**EXTRACTED INFORMATION**
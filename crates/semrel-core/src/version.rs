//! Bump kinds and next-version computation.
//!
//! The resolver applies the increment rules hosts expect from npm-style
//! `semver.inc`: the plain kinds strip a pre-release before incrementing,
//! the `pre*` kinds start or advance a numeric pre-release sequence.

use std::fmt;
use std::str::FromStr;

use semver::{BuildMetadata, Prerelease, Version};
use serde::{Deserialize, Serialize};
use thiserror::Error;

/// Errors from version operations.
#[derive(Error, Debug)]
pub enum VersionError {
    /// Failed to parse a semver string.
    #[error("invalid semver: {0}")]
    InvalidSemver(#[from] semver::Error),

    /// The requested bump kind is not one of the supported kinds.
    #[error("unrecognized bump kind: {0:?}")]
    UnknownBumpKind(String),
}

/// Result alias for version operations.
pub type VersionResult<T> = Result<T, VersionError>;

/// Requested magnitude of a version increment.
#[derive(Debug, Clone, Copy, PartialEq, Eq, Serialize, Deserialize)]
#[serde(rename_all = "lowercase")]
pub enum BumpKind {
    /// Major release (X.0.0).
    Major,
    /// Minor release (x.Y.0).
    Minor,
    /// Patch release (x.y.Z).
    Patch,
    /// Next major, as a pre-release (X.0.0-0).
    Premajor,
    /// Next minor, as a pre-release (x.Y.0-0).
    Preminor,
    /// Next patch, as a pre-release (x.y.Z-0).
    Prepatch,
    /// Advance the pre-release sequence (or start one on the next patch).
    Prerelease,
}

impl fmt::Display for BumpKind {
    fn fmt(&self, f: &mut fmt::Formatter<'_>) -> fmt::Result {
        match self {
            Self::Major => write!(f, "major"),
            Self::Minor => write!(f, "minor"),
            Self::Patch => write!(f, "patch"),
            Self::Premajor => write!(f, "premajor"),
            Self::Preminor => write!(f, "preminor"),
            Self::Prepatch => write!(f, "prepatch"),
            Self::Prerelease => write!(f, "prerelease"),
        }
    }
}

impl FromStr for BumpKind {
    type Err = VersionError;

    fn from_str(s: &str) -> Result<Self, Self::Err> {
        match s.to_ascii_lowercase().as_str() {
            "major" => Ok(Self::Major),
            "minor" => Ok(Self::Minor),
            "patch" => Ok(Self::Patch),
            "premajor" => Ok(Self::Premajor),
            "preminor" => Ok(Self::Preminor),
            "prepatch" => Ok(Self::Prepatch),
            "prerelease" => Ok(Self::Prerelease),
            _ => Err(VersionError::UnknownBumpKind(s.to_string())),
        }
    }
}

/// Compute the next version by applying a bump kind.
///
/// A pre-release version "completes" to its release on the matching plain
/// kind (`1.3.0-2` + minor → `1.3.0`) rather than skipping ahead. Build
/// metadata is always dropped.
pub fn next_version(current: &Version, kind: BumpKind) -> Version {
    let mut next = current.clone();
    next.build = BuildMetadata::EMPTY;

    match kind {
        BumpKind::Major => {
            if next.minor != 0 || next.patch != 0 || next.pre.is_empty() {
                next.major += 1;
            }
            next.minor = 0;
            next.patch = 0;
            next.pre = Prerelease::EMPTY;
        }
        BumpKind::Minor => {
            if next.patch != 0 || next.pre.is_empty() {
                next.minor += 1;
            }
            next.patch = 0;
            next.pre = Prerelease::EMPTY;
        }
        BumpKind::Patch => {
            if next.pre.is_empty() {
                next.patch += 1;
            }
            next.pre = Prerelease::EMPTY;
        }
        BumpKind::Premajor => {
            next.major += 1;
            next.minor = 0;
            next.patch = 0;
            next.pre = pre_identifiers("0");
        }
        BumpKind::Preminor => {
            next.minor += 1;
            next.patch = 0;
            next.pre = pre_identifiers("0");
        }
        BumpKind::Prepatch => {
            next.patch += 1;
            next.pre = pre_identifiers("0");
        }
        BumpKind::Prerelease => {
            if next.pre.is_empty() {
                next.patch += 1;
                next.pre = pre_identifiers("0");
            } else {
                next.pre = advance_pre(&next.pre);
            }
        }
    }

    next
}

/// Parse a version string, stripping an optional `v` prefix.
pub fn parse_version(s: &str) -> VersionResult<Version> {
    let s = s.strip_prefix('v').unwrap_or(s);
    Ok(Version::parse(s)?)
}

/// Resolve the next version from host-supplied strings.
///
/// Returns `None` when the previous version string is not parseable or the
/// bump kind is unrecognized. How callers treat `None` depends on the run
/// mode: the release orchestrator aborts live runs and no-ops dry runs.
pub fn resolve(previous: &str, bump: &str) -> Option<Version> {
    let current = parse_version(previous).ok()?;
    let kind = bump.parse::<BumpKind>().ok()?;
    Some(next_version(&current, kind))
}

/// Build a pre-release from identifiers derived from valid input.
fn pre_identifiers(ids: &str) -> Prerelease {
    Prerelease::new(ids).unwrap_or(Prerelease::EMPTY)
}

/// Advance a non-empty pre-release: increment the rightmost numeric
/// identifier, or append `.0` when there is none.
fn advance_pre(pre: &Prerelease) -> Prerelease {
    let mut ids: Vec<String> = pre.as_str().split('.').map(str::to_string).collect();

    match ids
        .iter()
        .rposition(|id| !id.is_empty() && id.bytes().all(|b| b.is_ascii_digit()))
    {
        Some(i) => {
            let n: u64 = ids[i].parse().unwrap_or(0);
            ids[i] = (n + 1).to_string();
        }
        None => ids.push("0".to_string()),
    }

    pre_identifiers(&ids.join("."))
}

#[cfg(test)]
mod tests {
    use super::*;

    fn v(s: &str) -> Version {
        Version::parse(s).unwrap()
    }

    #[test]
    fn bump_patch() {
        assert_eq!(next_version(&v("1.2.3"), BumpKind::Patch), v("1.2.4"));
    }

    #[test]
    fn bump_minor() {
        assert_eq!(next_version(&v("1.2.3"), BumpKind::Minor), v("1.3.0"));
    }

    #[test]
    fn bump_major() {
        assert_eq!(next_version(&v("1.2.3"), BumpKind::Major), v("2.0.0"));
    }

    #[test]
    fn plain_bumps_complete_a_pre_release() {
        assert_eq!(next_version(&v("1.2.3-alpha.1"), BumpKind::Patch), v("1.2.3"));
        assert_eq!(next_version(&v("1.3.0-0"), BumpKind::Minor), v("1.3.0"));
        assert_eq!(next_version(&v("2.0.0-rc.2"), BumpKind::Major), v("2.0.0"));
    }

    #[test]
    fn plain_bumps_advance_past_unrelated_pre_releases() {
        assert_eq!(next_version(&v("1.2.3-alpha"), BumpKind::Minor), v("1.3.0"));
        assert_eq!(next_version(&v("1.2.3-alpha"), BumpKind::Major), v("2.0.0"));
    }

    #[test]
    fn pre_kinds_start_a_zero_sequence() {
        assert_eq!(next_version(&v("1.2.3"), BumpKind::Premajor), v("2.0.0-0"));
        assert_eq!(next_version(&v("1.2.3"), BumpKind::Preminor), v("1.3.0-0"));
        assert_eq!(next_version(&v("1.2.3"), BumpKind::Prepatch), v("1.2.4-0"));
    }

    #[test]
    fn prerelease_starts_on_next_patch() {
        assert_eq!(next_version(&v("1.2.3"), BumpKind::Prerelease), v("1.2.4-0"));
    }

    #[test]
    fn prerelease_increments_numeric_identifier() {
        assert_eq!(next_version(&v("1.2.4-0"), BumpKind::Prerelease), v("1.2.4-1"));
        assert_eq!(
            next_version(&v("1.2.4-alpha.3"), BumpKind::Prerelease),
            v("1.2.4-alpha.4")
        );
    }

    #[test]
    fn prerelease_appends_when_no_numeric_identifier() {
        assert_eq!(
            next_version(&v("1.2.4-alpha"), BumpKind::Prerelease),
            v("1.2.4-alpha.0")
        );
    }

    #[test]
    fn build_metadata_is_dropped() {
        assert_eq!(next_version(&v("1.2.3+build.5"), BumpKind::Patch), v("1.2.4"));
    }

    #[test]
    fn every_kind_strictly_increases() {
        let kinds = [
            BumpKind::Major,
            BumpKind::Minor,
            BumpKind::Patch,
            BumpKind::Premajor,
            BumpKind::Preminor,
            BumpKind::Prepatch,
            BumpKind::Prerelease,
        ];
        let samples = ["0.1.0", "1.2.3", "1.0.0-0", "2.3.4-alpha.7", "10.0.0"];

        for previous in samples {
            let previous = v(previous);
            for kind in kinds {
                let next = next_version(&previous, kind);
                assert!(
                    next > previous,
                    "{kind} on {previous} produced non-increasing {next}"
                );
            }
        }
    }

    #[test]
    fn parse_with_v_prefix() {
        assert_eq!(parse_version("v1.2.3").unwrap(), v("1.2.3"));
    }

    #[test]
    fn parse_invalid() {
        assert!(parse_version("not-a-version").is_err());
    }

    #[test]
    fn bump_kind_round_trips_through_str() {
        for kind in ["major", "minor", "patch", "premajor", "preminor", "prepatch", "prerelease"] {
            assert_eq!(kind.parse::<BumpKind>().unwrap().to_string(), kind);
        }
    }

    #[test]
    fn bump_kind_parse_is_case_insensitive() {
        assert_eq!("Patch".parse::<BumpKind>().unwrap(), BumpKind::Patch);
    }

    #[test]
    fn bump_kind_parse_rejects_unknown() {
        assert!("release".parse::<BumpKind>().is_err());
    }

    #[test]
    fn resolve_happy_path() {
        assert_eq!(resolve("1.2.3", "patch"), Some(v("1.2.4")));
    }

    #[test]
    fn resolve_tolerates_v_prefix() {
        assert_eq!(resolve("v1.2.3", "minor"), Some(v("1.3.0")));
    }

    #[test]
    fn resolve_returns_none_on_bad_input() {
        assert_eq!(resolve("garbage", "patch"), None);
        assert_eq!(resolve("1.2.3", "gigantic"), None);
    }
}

**WORK INSTRUCTIONS**
For every line of the data above that contains "serde", copy that line.

**EXERCISE SOLUTION**
use serde::{Deserialize, Serialize};
#[serde(rename_all = "lowercase")]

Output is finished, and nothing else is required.